*What you should do:* Find the word "ShellError" in the records and copy every line where it occurs.

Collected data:
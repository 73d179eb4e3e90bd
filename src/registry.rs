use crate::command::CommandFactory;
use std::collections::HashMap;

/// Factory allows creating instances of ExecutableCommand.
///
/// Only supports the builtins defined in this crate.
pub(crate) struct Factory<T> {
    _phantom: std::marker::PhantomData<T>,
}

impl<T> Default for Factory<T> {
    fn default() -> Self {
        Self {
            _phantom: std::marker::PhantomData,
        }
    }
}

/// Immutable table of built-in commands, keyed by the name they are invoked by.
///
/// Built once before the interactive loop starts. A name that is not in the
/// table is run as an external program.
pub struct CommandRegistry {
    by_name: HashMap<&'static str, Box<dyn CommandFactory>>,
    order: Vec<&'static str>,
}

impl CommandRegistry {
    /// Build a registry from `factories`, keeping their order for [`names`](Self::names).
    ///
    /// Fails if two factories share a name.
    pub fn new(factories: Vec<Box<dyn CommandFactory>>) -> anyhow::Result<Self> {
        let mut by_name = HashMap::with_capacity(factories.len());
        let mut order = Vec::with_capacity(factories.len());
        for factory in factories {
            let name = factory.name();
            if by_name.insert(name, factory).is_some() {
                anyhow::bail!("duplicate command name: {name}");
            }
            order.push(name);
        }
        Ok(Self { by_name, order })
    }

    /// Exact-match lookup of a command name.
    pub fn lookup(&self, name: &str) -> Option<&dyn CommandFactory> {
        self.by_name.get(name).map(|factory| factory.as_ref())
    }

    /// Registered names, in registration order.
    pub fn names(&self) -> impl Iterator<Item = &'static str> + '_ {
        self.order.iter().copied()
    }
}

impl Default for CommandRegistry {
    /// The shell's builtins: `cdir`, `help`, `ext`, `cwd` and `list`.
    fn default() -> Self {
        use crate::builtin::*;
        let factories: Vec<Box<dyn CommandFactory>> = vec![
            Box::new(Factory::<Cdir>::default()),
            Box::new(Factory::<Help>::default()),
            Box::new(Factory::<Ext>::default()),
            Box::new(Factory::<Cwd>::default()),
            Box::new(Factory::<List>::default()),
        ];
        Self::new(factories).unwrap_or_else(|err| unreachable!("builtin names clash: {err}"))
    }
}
...
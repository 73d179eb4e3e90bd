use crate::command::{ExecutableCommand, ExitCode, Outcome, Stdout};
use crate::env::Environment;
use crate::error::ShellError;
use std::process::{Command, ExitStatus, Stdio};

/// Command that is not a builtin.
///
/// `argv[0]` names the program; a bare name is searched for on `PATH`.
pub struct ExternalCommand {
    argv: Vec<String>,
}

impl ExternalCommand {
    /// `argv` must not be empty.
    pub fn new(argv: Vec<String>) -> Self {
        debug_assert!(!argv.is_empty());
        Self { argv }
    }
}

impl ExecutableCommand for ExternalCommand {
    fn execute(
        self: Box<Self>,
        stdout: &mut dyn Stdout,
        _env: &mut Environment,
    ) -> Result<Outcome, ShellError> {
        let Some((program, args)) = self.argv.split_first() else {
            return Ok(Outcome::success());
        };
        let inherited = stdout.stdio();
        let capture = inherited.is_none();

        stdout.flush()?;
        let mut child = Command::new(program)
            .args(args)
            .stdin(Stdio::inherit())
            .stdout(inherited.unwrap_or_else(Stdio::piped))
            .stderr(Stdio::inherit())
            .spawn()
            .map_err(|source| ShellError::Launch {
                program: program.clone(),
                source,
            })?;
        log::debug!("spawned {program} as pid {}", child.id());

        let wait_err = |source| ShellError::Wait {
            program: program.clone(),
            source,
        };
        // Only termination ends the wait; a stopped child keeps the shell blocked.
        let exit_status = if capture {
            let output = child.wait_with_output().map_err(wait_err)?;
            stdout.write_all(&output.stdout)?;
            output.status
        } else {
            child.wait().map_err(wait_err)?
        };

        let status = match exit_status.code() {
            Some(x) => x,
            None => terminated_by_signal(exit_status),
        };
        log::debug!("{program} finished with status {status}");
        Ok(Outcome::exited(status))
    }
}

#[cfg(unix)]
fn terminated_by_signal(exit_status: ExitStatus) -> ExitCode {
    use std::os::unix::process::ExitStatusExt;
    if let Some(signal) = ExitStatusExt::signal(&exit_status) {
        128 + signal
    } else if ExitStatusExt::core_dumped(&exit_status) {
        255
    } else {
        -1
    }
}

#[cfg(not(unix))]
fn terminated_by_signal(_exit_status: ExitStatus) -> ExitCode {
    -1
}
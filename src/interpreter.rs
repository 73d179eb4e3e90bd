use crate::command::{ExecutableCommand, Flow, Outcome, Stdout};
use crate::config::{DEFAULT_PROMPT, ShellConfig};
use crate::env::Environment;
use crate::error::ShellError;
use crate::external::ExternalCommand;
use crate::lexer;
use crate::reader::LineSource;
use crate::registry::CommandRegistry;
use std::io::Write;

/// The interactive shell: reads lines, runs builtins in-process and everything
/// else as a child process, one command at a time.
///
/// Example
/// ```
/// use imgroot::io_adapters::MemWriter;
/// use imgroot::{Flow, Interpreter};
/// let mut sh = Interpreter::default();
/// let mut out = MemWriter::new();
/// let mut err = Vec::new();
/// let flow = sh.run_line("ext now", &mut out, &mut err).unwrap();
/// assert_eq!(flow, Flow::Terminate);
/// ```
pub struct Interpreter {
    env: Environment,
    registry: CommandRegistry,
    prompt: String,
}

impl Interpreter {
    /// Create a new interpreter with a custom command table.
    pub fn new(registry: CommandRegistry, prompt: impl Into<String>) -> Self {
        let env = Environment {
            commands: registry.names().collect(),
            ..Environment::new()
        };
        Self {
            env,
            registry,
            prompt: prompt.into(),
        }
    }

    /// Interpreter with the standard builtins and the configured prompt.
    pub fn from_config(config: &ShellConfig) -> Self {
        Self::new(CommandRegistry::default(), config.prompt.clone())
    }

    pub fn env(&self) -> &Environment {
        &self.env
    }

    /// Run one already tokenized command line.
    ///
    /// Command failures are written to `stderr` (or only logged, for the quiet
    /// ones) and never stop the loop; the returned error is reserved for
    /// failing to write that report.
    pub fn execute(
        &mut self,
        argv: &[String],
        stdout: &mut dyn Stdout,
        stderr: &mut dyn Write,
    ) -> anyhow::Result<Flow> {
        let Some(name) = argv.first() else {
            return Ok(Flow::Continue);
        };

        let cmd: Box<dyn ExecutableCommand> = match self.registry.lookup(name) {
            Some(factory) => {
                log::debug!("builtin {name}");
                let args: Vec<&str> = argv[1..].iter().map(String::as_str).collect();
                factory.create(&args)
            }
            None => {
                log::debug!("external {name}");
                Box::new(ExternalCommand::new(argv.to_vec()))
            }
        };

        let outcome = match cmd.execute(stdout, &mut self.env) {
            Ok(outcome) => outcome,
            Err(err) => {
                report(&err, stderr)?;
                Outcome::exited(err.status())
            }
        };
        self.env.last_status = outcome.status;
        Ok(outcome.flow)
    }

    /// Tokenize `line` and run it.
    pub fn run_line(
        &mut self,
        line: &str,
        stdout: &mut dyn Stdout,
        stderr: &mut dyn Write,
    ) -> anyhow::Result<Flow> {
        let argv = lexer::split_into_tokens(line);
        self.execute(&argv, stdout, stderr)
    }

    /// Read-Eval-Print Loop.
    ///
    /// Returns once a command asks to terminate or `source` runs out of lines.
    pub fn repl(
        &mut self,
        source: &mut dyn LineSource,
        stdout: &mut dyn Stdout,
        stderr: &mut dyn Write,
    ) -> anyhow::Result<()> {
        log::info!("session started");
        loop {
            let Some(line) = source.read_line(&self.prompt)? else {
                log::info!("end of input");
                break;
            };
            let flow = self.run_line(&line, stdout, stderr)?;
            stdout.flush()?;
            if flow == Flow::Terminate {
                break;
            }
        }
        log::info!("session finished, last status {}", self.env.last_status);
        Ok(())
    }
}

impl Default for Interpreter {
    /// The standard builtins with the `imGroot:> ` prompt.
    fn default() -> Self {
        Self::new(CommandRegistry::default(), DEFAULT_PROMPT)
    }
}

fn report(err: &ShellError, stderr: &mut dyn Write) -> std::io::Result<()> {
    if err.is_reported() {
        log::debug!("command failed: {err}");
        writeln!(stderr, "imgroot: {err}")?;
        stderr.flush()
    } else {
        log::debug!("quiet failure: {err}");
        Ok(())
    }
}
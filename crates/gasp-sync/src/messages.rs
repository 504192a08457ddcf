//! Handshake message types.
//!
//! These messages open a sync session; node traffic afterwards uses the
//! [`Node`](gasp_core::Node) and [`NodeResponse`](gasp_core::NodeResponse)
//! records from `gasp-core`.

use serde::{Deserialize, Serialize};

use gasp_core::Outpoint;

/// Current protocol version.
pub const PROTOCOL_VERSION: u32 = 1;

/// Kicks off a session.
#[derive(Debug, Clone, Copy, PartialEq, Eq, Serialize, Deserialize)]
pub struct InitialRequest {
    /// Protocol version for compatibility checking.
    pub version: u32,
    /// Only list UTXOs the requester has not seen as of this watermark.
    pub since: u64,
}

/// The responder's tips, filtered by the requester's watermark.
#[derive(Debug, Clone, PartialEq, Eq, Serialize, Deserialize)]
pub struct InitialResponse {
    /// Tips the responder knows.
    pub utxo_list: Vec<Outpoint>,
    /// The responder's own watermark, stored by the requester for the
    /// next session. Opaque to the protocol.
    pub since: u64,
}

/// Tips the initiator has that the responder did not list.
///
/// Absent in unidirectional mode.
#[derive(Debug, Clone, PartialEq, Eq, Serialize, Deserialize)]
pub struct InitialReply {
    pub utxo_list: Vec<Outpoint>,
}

*Result of the task:*
use crate::error::ShellError;
    ) -> Result<Outcome, ShellError> {
            .map_err(|source| ShellError::Launch {
        let wait_err = |source| ShellError::Wait {
use crate::error::ShellError;
fn report(err: &ShellError, stderr: &mut dyn Write) -> std::io::Result<()> {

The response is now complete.